2.1    The Contract shall come into force upon the Effective Date.

2.2    The Contract shall continue in force indefinitely, subject to termination in accordance with clause 13 or any other provision of these Terms and Conditions.

2.3    Unless the parties expressly agree otherwise in writing, each accepted Affiliate Application shall create a distinct contract under these Terms and Conditions.

3.      Affiliate Programme

3.1    The Merchant grants to the Affiliate during Term only a worldwide, non-exclusive and royalty-free licence to publish the Affiliate Links on the Affiliate Web Page.

3.2        The Merchant may at any time during the Term request amendments to the Affiliate Links and/or to the positioning and display of the Affiliate Links on the Affiliate Web Page for the purpose of ensuring consistency and quality in the use of the trade marks and branding of the Merchant; and to the extent that such requests are reasonable the Affiliate must make such amendments within 5 Business Days following receipt of the request.
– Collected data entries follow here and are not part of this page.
use sqlite::Value;

use crate::mapper::{Entity, FieldValues, RowMapper};
use crate::schema::{EntityDescriptor, RelationshipKind, SchemaRegistry};
use crate::sqlite::{
    LockStrength, Projection, SOURCE_PLACEHOLDER, SourceAlias, SqlDialect, SqlStatement,
    WhereCondition,
};
use crate::{DataAccessError, MappingError, StdResult};

/// Reusable query transformer.
pub type Scope = fn(QueryBuilder) -> QueryBuilder;

#[derive(Debug, Clone)]
enum Predicate {
    And(WhereCondition),
    AndFields(FieldValues),
    Or(WhereCondition),
    Not(WhereCondition),
}

#[derive(Debug, Clone)]
enum JoinClause {
    Relationship(String),
    Raw {
        clause: String,
        parameters: Vec<Value>,
    },
}

/// Request to eager load a relationship, nested relationships are separated by dots
/// (`Books.Tags`).
#[derive(Debug, Clone)]
pub struct PreloadDirective {
    path: String,
    condition: Option<WhereCondition>,
}

impl PreloadDirective {
    /// Directive for the relationship path, `condition` filters the last relationship of the path.
    pub fn new(path: &str, condition: Option<WhereCondition>) -> Self {
        Self {
            path: path.to_string(),
            condition,
        }
    }

    /// Relationship path
    pub fn path(&self) -> &str {
        &self.path
    }

    /// Filter of the loaded targets
    pub fn condition(&self) -> Option<&WhereCondition> {
        self.condition.as_ref()
    }

    /// First relationship of the path, and the directive for the rest of the path.
    pub(crate) fn split_first(&self) -> (&str, Option<PreloadDirective>) {
        match self.path.split_once('.') {
            Some((first, rest)) => (first, Some(Self::new(rest, self.condition.clone()))),
            None => (&self.path, None),
        }
    }
}

/// Statement of a select with the single-valued relationships it joins.
pub(crate) struct CompiledQuery {
    pub(crate) statement: SqlStatement,
    /// Relationships whose columns are projected as `<name>__<column>`
    pub(crate) single_joins: Vec<String>,
}

/// Filter of an update or delete statement.
pub(crate) struct MutationFilter {
    /// `where` clause with `?*` placeholders, soft-delete scope included
    pub(crate) clause: Option<String>,
    pub(crate) parameters: Vec<Value>,
    /// Return true if the caller restricted the rows.
    pub(crate) has_predicates: bool,
}
//! Storefront database: records, descriptors, hooks, scopes and tables.

pub mod hook;
pub mod record;
mod registry;
pub mod scope;
mod tables;

pub use registry::storefront_registry;
pub use tables::{STOREFRONT_DDL, create_tables};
3.3    The Merchant does not warrant or represent that the use of the hyperlink to the Merchant Website for Customers by the Affiliate will not infringe any third party Intellectual Property Rights or other legal rights, or give rise to any other liability on the part of the Affiliate.

4.      Affiliate obligations

4.1    The Affiliate shall provide to the Merchant:

(a)     all such co-operation and assistance as are reasonably requested by the Merchant in connection with the Affiliate Programme; and

(b)     all such information and documentation as are reasonably requested by the Merchant in connection with the Affiliate Programme.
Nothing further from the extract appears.